* Problem
The records follow. Filter them to the lines that hold "impl".

*** Extracted records Section Begins ***

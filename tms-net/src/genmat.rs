//! Generating matrices for digital nets over GF(2), in two representations.
//!
//! [`GenNum`] is the packed form point generation works on: one 64-bit word
//! per matrix column, row 0 at the most significant bit, so XOR-ing a word
//! into an accumulator applies a whole column at once. [`GenMat`] is the
//! row-of-bits form linear algebra works on. Conversion between the two is
//! exact in both directions.

use crate::error::NetError;

/// Matrices are square with size in [1, MAX_NBITS] so one column packs into
/// one word.
pub const MAX_NBITS: u32 = u64::BITS;

fn check_size(size: u32) -> Result<(), NetError> {
    if size == 0 || size > MAX_NBITS {
        return Err(NetError::BadMatrixSize(size));
    }
    Ok(())
}

// ---------------------------------------------------------------------------
// GenNum: packed columns
// ---------------------------------------------------------------------------

/// A generating matrix packed column-wise into 64-bit words.
///
/// Bit `nbits - 1 - i` of word `j` holds matrix entry (i, j), which makes
/// `numbers[k] ^ acc` exactly "add column k to the accumulated point
/// coordinate".
#[derive(Debug, Clone, PartialEq, Eq)]
pub struct GenNum {
    nbits: u32,
    numbers: Vec<u64>,
}

impl GenNum {
    /// Zero matrix of the given size.
    pub fn new(nbits: u32) -> Result<GenNum, NetError> {
        check_size(nbits)?;
        Ok(GenNum {
            nbits,
            numbers: vec![0; nbits as usize],
        })
    }

    /// Wraps packed column words directly; the word count is the size.
    pub fn from_numbers(numbers: Vec<u64>) -> Result<GenNum, NetError> {
        check_size(numbers.len() as u32)?;
        Ok(GenNum {
            nbits: numbers.len() as u32,
            numbers,
        })
    }

    pub fn size(&self) -> u32 {
        self.nbits
    }

    pub fn numbers(&self) -> &[u64] {
        &self.numbers
    }

    /// Matrix entry (i, j).
    pub fn get_bit(&self, i: u32, j: u32) -> bool {
        self.numbers[j as usize] >> (self.nbits - 1 - i) & 1 == 1
    }

    pub fn set_bit(&mut self, i: u32, j: u32, value: bool) {
        let mask = 1u64 << (self.nbits - 1 - i);
        if value {
            self.numbers[j as usize] |= mask;
        } else {
            self.numbers[j as usize] &= !mask;
        }
    }

    pub fn to_matrix(&self) -> GenMat {
        let n = self.nbits;
        let rows = (0..n)
            .map(|i| (0..n).map(|j| self.get_bit(i, j) as u8).collect())
            .collect();
        GenMat {
            nbits: n,
            rows,
        }
    }

    /// True when every row is the previous row shifted one column right,
    /// i.e. the matrix is constant along diagonals.
    pub fn is_toeplitz(&self) -> bool {
        self.to_matrix().is_toeplitz()
    }
}

impl std::ops::Index<usize> for GenNum {
    type Output = u64;

    fn index(&self, column: usize) -> &u64 {
        &self.numbers[column]
    }
}

impl std::ops::IndexMut<usize> for GenNum {
    fn index_mut(&mut self, column: usize) -> &mut u64 {
        &mut self.numbers[column]
    }
}

// ---------------------------------------------------------------------------
// GenMat: rows of bits
// ---------------------------------------------------------------------------

/// A square GF(2) matrix stored as rows of 0/1 bytes.
#[derive(Debug, Clone, PartialEq, Eq)]
pub struct GenMat {
    nbits: u32,
    rows: Vec<Vec<u8>>,
}

impl GenMat {
    /// Zero matrix.
    pub fn new(size: u32) -> Result<GenMat, NetError> {
        check_size(size)?;
        Ok(GenMat {
            nbits: size,
            rows: vec![vec![0; size as usize]; size as usize],
        })
    }

    pub fn identity(size: u32) -> Result<GenMat, NetError> {
        let mut m = GenMat::new(size)?;
        for i in 0..size as usize {
            m.rows[i][i] = 1;
        }
        Ok(m)
    }

    /// Wraps explicit rows; entries are taken modulo 2 and the shape must be
    /// square.
    pub fn from_rows(rows: Vec<Vec<u8>>) -> Result<GenMat, NetError> {
        check_size(rows.len() as u32)?;
        let n = rows.len();
        if rows.iter().any(|r| r.len() != n) {
            return Err(NetError::MismatchedWidths);
        }
        let rows = rows
            .into_iter()
            .map(|r| r.into_iter().map(|v| v & 1).collect())
            .collect();
        Ok(GenMat {
            nbits: n as u32,
            rows,
        })
    }

    pub fn size(&self) -> u32 {
        self.nbits
    }

    pub fn row(&self, i: u32) -> &[u8] {
        &self.rows[i as usize]
    }

    pub fn get(&self, i: u32, j: u32) -> u8 {
        self.rows[i as usize][j as usize]
    }

    pub fn set(&mut self, i: u32, j: u32, value: u8) {
        self.rows[i as usize][j as usize] = value & 1;
    }

    /// Constant along diagonals: entry (i, j) must match entry (i-1, j-1).
    pub fn is_toeplitz(&self) -> bool {
        let n = self.nbits as usize;
        for i in 1..n {
            for j in 1..n {
                if self.rows[i][j] != self.rows[i - 1][j - 1] {
                    return false;
                }
            }
        }
        true
    }

    pub fn mul(&self, other: &GenMat) -> Result<GenMat, NetError> {
        if self.nbits != other.nbits {
            return Err(NetError::MismatchedWidths);
        }
        let n = self.nbits as usize;
        let mut out = GenMat::new(self.nbits)?;
        for i in 0..n {
            for j in 0..n {
                let mut acc = 0u8;
                for k in 0..n {
                    acc ^= self.rows[i][k] & other.rows[k][j];
                }
                out.rows[i][j] = acc;
            }
        }
        Ok(out)
    }

    /// Gauss-Jordan inversion over GF(2): find a pivot below the diagonal,
    /// swap it up, XOR it out of every other row. Fails on singular input.
    pub fn inverse(&self) -> Result<GenMat, NetError> {
        let n = self.nbits as usize;
        let mut work = self.rows.clone();
        let mut inv = GenMat::identity(self.nbits)?;

        for col in 0..n {
            let pivot = (col..n)
                .find(|&r| work[r][col] == 1)
                .ok_or(NetError::SingularMatrix)?;
            work.swap(col, pivot);
            inv.rows.swap(col, pivot);
            for row in 0..n {
                if row != col && work[row][col] == 1 {
                    for k in 0..n {
                        work[row][k] ^= work[col][k];
                        inv.rows[row][k] ^= inv.rows[col][k];
                    }
                }
            }
        }
        Ok(inv)
    }

    pub fn to_gen_num(&self) -> GenNum {
        let n = self.nbits;
        let mut numbers = GenNum {
            nbits: n,
            numbers: vec![0; n as usize],
        };
        for i in 0..n {
            for j in 0..n {
                if self.rows[i as usize][j as usize] == 1 {
                    numbers.set_bit(i, j, true);
                }
            }
        }
        numbers
    }
}

#[cfg(test)]
mod tests {
    use super::*;

    #[test]
    fn test_size_limits() {
        assert_eq!(GenNum::new(0).unwrap_err(), NetError::BadMatrixSize(0));
        assert_eq!(GenNum::new(65).unwrap_err(), NetError::BadMatrixSize(65));
        assert!(GenNum::new(64).is_ok());
        assert_eq!(GenMat::new(0).unwrap_err(), NetError::BadMatrixSize(0));
        assert!(GenMat::new(1).is_ok());
    }

    #[test]
    fn test_bit_addressing() {
        let mut g = GenNum::new(4).unwrap();
        g.set_bit(0, 2, true);
        g.set_bit(3, 0, true);
        // Row 0 sits at the most significant bit.
        assert_eq!(g[2], 0b1000);
        assert_eq!(g[0], 0b0001);
        assert!(g.get_bit(0, 2));
        assert!(g.get_bit(3, 0));
        assert!(!g.get_bit(1, 2));
        g.set_bit(0, 2, false);
        assert_eq!(g[2], 0);
    }

    #[test]
    fn test_round_trip_gen_num_gen_mat() {
        let rows = vec![
            vec![1, 0, 1, 1],
            vec![0, 1, 1, 0],
            vec![1, 1, 0, 0],
            vec![0, 0, 0, 1],
        ];
        let mat = GenMat::from_rows(rows).unwrap();
        let num = mat.to_gen_num();
        assert_eq!(num.to_matrix(), mat);
        let back = num.to_matrix().to_gen_num();
        assert_eq!(back, num);
    }

    #[test]
    fn test_identity_and_mul() {
        let id = GenMat::identity(3).unwrap();
        let m = GenMat::from_rows(vec![vec![1, 1, 0], vec![0, 1, 1], vec![1, 0, 1]]).unwrap();
        assert_eq!(m.mul(&id).unwrap(), m);
        assert_eq!(id.mul(&m).unwrap(), m);
    }

    #[test]
    fn test_inverse_times_self_is_identity() {
        let m = GenMat::from_rows(vec![
            vec![1, 1, 0, 1],
            vec![0, 1, 1, 0],
            vec![0, 0, 1, 1],
            vec![1, 0, 0, 1],
        ])
        .unwrap();
        let inv = m.inverse().unwrap();
        let id = GenMat::identity(4).unwrap();
        assert_eq!(m.mul(&inv).unwrap(), id);
        assert_eq!(inv.mul(&m).unwrap(), id);
    }

    #[test]
    fn test_singular_matrix_detected() {
        let m = GenMat::from_rows(vec![vec![1, 1, 0], vec![0, 0, 0], vec![1, 1, 0]]).unwrap();
        assert_eq!(m.inverse().unwrap_err(), NetError::SingularMatrix);
    }

    #[test]
    fn test_is_toeplitz() {
        let t = GenMat::from_rows(vec![vec![1, 0, 1], vec![1, 1, 0], vec![0, 1, 1]]).unwrap();
        assert!(t.is_toeplitz());
        assert!(t.to_gen_num().is_toeplitz());
        let not_t =
            GenMat::from_rows(vec![vec![1, 0, 1], vec![1, 1, 0], vec![0, 0, 1]]).unwrap();
        assert!(!not_t.is_toeplitz());
        assert!(GenMat::identity(5).unwrap().is_toeplitz());
    }
}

*** Extracted records Section Ends ***

* Reply
impl GenNum {
impl std::ops::Index<usize> for GenNum {
impl std::ops::IndexMut<usize> for GenNum {
impl GenMat {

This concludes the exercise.